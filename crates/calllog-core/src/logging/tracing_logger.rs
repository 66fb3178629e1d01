//! Logger forwarding records to the `tracing` ecosystem

use std::error::Error;
use std::sync::Arc;

use tracing_subscriber::EnvFilter;

use super::traits::{Logger, LoggerFactory, LoggingError, LoggingResult, SharedLogger};

/// Emits records as `tracing` events carrying a `logger` field
#[derive(Debug, Clone)]
pub struct TracingLogger {
    name: String,
}

impl TracingLogger {
    pub fn new(name: impl Into<String>) -> Self {
        Self { name: name.into() }
    }
}

impl Logger for TracingLogger {
    fn info(&self, message: &str) {
        tracing::info!(logger = %self.name, "{}", message);
    }

    fn warn(&self, message: &str, error: Option<&(dyn Error + 'static)>) {
        match error {
            Some(err) => tracing::warn!(logger = %self.name, error = %err, "{}", message),
            None => tracing::warn!(logger = %self.name, "{}", message),
        }
    }

    fn error(&self, message: &str, error: Option<&(dyn Error + 'static)>) {
        match error {
            Some(err) => tracing::error!(logger = %self.name, error = %err, "{}", message),
            None => tracing::error!(logger = %self.name, "{}", message),
        }
    }
}

/// Creates a [`TracingLogger`] per type
#[derive(Debug, Clone, Copy, Default)]
pub struct TracingLoggerFactory;

impl LoggerFactory for TracingLoggerFactory {
    fn get_logger(&self, name: &str) -> SharedLogger {
        Arc::new(TracingLogger::new(name))
    }
}

/// Install a global fmt subscriber
///
/// `RUST_LOG` takes precedence over `default_filter`. Fails if a global
/// subscriber is already set.
pub fn init_tracing(default_filter: &str) -> LoggingResult<()> {
    let filter =
        EnvFilter::try_from_default_env().unwrap_or_else(|_| EnvFilter::new(default_filter));
    tracing_subscriber::fmt()
        .with_env_filter(filter)
        .try_init()
        .map_err(|e| LoggingError::Init(e.to_string()))
}
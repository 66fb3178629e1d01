//! Wrapper that routes calls on an inner value through the interceptor

use std::error::Error;
use std::future::Future;
use std::sync::Arc;

use serde::Serialize;

use super::envelope::CallInterceptor;
use crate::types::{CallArgs, CallContext, TargetType};

/// A value whose calls are logged
///
/// Records are keyed by the inner type `S`, so a decorated value logs
/// exactly like direct interception on `S` would.
///
/// # Example
///
/// ```
/// use std::sync::Arc;
/// use calllog_core::category::CategoryRegistry;
/// use calllog_core::interceptor::{CallInterceptor, Intercepted};
/// use calllog_core::logging::MemoryLoggerFactory;
/// use calllog_core::types::{CallArgs, Category};
///
/// struct Greeter;
///
/// impl Greeter {
///     fn greet(&self, name: &str) -> Result<String, std::fmt::Error> {
///         Ok(format!("hello {}", name))
///     }
/// }
///
/// let mut registry = CategoryRegistry::new();
/// registry.register::<Greeter>(Category::Component);
/// let records = MemoryLoggerFactory::new();
/// let interceptor = Arc::new(CallInterceptor::new(registry, Arc::new(records.clone())));
///
/// let greeter = Intercepted::new(Greeter, interceptor);
/// let out = greeter.call("greet", CallArgs::new().with("name", "ann"), |g| g.greet("ann"));
///
/// assert_eq!(out.unwrap(), "hello ann");
/// assert_eq!(records.messages()[0], "Started greet [name=ann]");
/// ```
pub struct Intercepted<S> {
    inner: S,
    interceptor: Arc<CallInterceptor>,
}

impl<S> Intercepted<S> {
    pub fn new(inner: S, interceptor: Arc<CallInterceptor>) -> Self {
        Self { inner, interceptor }
    }

    /// Destination key for this value's records
    pub fn target(&self) -> TargetType {
        TargetType::of::<S>()
    }

    fn context<'a>(&self, name: &'a str, args: CallArgs<'a>) -> CallContext<'a> {
        CallContext::new(self.target(), name).with_args(args)
    }

    /// Call a method taking `&S`
    pub fn call<T, E, F>(&self, name: &str, args: CallArgs<'_>, f: F) -> Result<T, E>
    where
        F: FnOnce(&S) -> Result<T, E>,
        T: Serialize,
        E: Error + 'static,
    {
        let call = self.context(name, args);
        self.interceptor.intercept(&call, || f(&self.inner))
    }

    /// [`call`](Self::call) for methods failing with an erased error
    pub fn call_dyn<T, E, F>(&self, name: &str, args: CallArgs<'_>, f: F) -> Result<T, E>
    where
        F: FnOnce(&S) -> Result<T, E>,
        T: Serialize,
        E: AsRef<dyn Error + Send + Sync + 'static>,
    {
        let call = self.context(name, args);
        self.interceptor.intercept_dyn(&call, || f(&self.inner))
    }

    /// Call a method taking `&mut S`
    pub fn call_mut<T, E, F>(&mut self, name: &str, args: CallArgs<'_>, f: F) -> Result<T, E>
    where
        F: FnOnce(&mut S) -> Result<T, E>,
        T: Serialize,
        E: Error + 'static,
    {
        let call = self.context(name, args);
        let inner = &mut self.inner;
        self.interceptor.intercept(&call, || f(inner))
    }

    /// [`call_mut`](Self::call_mut) for methods failing with an erased error
    pub fn call_mut_dyn<T, E, F>(&mut self, name: &str, args: CallArgs<'_>, f: F) -> Result<T, E>
    where
        F: FnOnce(&mut S) -> Result<T, E>,
        T: Serialize,
        E: AsRef<dyn Error + Send + Sync + 'static>,
    {
        let call = self.context(name, args);
        let inner = &mut self.inner;
        self.interceptor.intercept_dyn(&call, || f(inner))
    }

    /// Call an async method taking `&S`
    ///
    /// Dropping the returned future mid-call is logged as a cancellation.
    pub async fn call_async<'a, T, E, F, Fut>(
        &'a self,
        name: &str,
        args: CallArgs<'_>,
        f: F,
    ) -> Result<T, E>
    where
        F: FnOnce(&'a S) -> Fut,
        Fut: Future<Output = Result<T, E>>,
        T: Serialize,
        E: Error + 'static,
    {
        let call = self.context(name, args);
        self.interceptor.intercept_async(&call, f(&self.inner)).await
    }

    /// [`call_async`](Self::call_async) for methods failing with an erased error
    pub async fn call_async_dyn<'a, T, E, F, Fut>(
        &'a self,
        name: &str,
        args: CallArgs<'_>,
        f: F,
    ) -> Result<T, E>
    where
        F: FnOnce(&'a S) -> Fut,
        Fut: Future<Output = Result<T, E>>,
        T: Serialize,
        E: AsRef<dyn Error + Send + Sync + 'static>,
    {
        let call = self.context(name, args);
        self.interceptor.intercept_async_dyn(&call, f(&self.inner)).await
    }

    /// Access the inner value without logging
    pub fn inner(&self) -> &S {
        &self.inner
    }

    pub fn interceptor(&self) -> &Arc<CallInterceptor> {
        &self.interceptor
    }

    pub fn into_inner(self) -> S {
        self.inner
    }
}

impl<S: std::fmt::Debug> std::fmt::Debug for Intercepted<S> {
    fn fmt(&self, f: &mut std::fmt::Formatter<'_>) -> std::fmt::Result {
        f.debug_struct("Intercepted")
            .field("inner", &self.inner)
            .field("target", &self.target().name())
            .finish()
    }
}

#[cfg(test)]
mod tests {
    use super::*;
    use crate::category::{CategoryRegistry, Watched};
    use crate::logging::MemoryLoggerFactory;
    use crate::types::{CategorySet, Severity};

    #[derive(Debug, Default)]
    struct CartService {
        items: Vec<String>,
    }

    #[derive(Debug, thiserror::Error)]
    #[error("cart is full")]
    struct CartFull;

    impl Watched for CartService {
        const CATEGORIES: CategorySet = CategorySet::SERVICE;
    }

    impl CartService {
        fn add(&mut self, sku: &str) -> Result<usize, CartFull> {
            if self.items.len() >= 2 {
                return Err(CartFull);
            }
            self.items.push(sku.to_string());
            Ok(self.items.len())
        }

        fn size(&self) -> Result<usize, CartFull> {
            Ok(self.items.len())
        }

        fn quantity(&self, raw: &str) -> Result<usize, Box<dyn Error + Send + Sync>> {
            Ok(raw.parse::<usize>()?)
        }

        async fn checkout(&self, coupon: Option<&str>) -> Result<bool, CartFull> {
            Ok(coupon.is_some())
        }
    }

    fn decorated() -> (Intercepted<CartService>, MemoryLoggerFactory) {
        let mut registry = CategoryRegistry::new();
        registry.register_watched::<CartService>();
        let records = MemoryLoggerFactory::new();
        let interceptor = Arc::new(CallInterceptor::new(registry, Arc::new(records.clone())));
        (Intercepted::new(CartService::default(), interceptor), records)
    }

    #[test]
    fn test_call_mut_logs_and_mutates() {
        let (mut cart, records) = decorated();

        for sku in ["A", "B", "C"] {
            let _ = cart.call_mut("add", CallArgs::new().with("sku", sku), |c| c.add(sku));
        }

        assert_eq!(cart.inner().items, vec!["A", "B"]);
        let messages = records.messages();
        assert_eq!(messages.len(), 6);
        assert_eq!(messages[4], "Started add [sku=C]");
        assert_eq!(messages[5], "Failed add [sku=C] thrown [CartFull with message cart is full");
        assert_eq!(records.count(Severity::Error), 1);
        assert!(records
            .records()
            .iter()
            .all(|r| r.logger == cart.target().name()));
    }

    #[test]
    fn test_call_returns_inner_result() {
        let (cart, records) = decorated();
        assert_eq!(cart.call("size", CallArgs::new(), |c| c.size()).unwrap(), 0);
        assert!(records.messages()[1].starts_with("Finished size [] returned [0] in "));
    }

    #[tokio::test]
    async fn test_call_async() {
        let (cart, records) = decorated();
        let args = CallArgs::new().with("coupon", &Some("SPRING"));
        let out = cart
            .call_async("checkout", args, |c| c.checkout(Some("SPRING")))
            .await;

        assert!(out.unwrap());
        let messages = records.messages();
        assert_eq!(messages[0], "Started checkout [coupon=SPRING]");
        assert!(messages[1].starts_with("Finished checkout [coupon=SPRING] returned [true] in "));
    }

    #[test]
    fn test_unregistered_inner_type_is_silent() {
        let records = MemoryLoggerFactory::new();
        let interceptor = Arc::new(CallInterceptor::new(
            CategoryRegistry::new(),
            Arc::new(records.clone()),
        ));
        let cart = Intercepted::new(CartService::default(), interceptor);

        assert_eq!(cart.call("size", CallArgs::new(), |c| c.size()).unwrap(), 0);
        assert!(records.records().is_empty());
        assert_eq!(cart.into_inner().items.len(), 0);
    }

    #[test]
    fn test_call_dyn_with_boxed_error() {
        let (cart, records) = decorated();

        let ok = cart.call_dyn("quantity", CallArgs::new().with("raw", "3"), |c| c.quantity("3"));
        assert_eq!(ok.unwrap(), 3);

        let bad = cart.call_dyn("quantity", CallArgs::new().with("raw", "x"), |c| c.quantity("x"));
        assert!(bad.is_err());
        assert_eq!(
            records.messages()[3],
            "Failed quantity [raw=x] thrown [dyn Error with message invalid digit found in string"
        );
    }

    #[tokio::test]
    async fn test_call_async_dropped_mid_call() {
        let (cart, records) = decorated();
        let slow = cart.call_async("checkout", CallArgs::new(), |_| async {
            tokio::time::sleep(std::time::Duration::from_millis(100)).await;
            Ok::<_, CartFull>(true)
        });

        let out = tokio::time::timeout(std::time::Duration::from_millis(5), slow).await;
        assert!(out.is_err());
        assert_eq!(
            records.messages(),
            vec![
                "Started checkout []",
                "Failed checkout [] thrown [CallCancelled with message call dropped before completion",
            ]
        );
    }
}
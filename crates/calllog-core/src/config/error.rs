//! Configuration errors

/// Errors that can occur while loading or saving configuration
#[derive(Debug, thiserror::Error)]
pub enum ConfigError {
    #[error("IO error: {0}")]
    Io(#[from] std::io::Error),

    #[error("YAML error: {0}")]
    Yaml(#[from] serde_yaml::Error),

    #[error("Invalid configuration: {0}")]
    Invalid(String),
}

pub type ConfigResult<T> = Result<T, ConfigError>;
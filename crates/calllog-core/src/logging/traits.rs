//! Logger and logger factory traits

use std::error::Error;
use std::sync::Arc;

use crate::types::{LogRecord, Severity};

/// Destination for the records of one target type
///
/// Implementations:
/// - `NoOpLogger`: Silent logger
/// - `ConsoleLogger`: Logs to stdout/stderr
/// - `TracingLogger`: Forwards to the `tracing` ecosystem
/// - `MemoryLogger`: Captures records in memory
pub trait Logger: Send + Sync {
    /// Log an info message
    fn info(&self, message: &str);

    /// Log a warning, optionally with the error that caused it
    fn warn(&self, message: &str, error: Option<&(dyn Error + 'static)>);

    /// Log an error, optionally with the error that caused it
    fn error(&self, message: &str, error: Option<&(dyn Error + 'static)>);

    /// Dispatch a record to the method matching its severity
    fn log(&self, record: &LogRecord<'_>) {
        match record.severity {
            Severity::Info => self.info(record.message),
            Severity::Warn => self.warn(record.message, record.error),
            Severity::Error => self.error(record.message, record.error),
        }
    }
}

/// Type alias for an Arc-wrapped logger
pub type SharedLogger = Arc<dyn Logger>;

/// Resolves the logger for a fully-qualified type name
///
/// Called at most once per name by [`LoggerCache`](super::LoggerCache).
pub trait LoggerFactory: Send + Sync {
    fn get_logger(&self, name: &str) -> SharedLogger;
}

impl<F> LoggerFactory for F
where
    F: Fn(&str) -> SharedLogger + Send + Sync,
{
    fn get_logger(&self, name: &str) -> SharedLogger {
        self(name)
    }
}

/// Errors raised while setting up a logging backend
#[derive(Debug, thiserror::Error)]
pub enum LoggingError {
    #[error("Failed to initialize logging: {0}")]
    Init(String),
}

pub type LoggingResult<T> = Result<T, LoggingError>;
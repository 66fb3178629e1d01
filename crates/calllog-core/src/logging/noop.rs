//! No-op logger implementation

use std::error::Error;
use std::sync::Arc;

use super::traits::{Logger, LoggerFactory, SharedLogger};

/// A logger that does nothing
///
/// Useful for benchmarks or when interception should stay silent.
#[derive(Debug, Clone, Copy, Default)]
pub struct NoOpLogger;

impl NoOpLogger {
    /// Create a new no-op logger
    pub fn new() -> Self {
        Self
    }
}

impl Logger for NoOpLogger {
    fn info(&self, _message: &str) {}
    fn warn(&self, _message: &str, _error: Option<&(dyn Error + 'static)>) {}
    fn error(&self, _message: &str, _error: Option<&(dyn Error + 'static)>) {}
}

/// Hands out [`NoOpLogger`]s for every type
#[derive(Debug, Clone, Copy, Default)]
pub struct NoOpLoggerFactory;

impl LoggerFactory for NoOpLoggerFactory {
    fn get_logger(&self, _name: &str) -> SharedLogger {
        Arc::new(NoOpLogger)
    }
}
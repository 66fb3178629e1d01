//! Log records produced around an intercepted call

use std::error::Error;

/// Level a record is written at
#[derive(Debug, Clone, Copy, PartialEq, Eq, PartialOrd, Ord, Hash)]
pub enum Severity {
    Info,
    Warn,
    Error,
}

impl Severity {
    pub fn as_str(&self) -> &'static str {
        match self {
            Severity::Info => "INFO",
            Severity::Warn => "WARN",
            Severity::Error => "ERROR",
        }
    }
}

impl std::fmt::Display for Severity {
    fn fmt(&self, f: &mut std::fmt::Formatter<'_>) -> std::fmt::Result {
        f.write_str(self.as_str())
    }
}

/// How serious a failure raised by a wrapped call is
#[derive(Debug, Clone, Copy, PartialEq, Eq, Hash)]
pub enum Criticality {
    /// Expected failure, logged at warning level
    NonCritical,
    /// Logged at error level
    Critical,
}

impl Criticality {
    /// Severity a failure record of this criticality is written at
    pub fn severity(&self) -> Severity {
        match self {
            Criticality::NonCritical => Severity::Warn,
            Criticality::Critical => Severity::Error,
        }
    }
}

/// A rendered record, handed to a logger and then dropped
#[derive(Debug, Clone, Copy)]
pub struct LogRecord<'a> {
    pub severity: Severity,
    pub message: &'a str,
    pub error: Option<&'a (dyn Error + 'static)>,
}

impl<'a> LogRecord<'a> {
    pub fn info(message: &'a str) -> Self {
        Self {
            severity: Severity::Info,
            message,
            error: None,
        }
    }

    pub fn failure(
        severity: Severity,
        message: &'a str,
        error: &'a (dyn Error + 'static),
    ) -> Self {
        Self {
            severity,
            message,
            error: Some(error),
        }
    }
}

----------------

» **Work instructions**:
Above are records; say how many of their lines contain the word "CategoryRegistry", giving only the number.

» **Exercise answer**:
5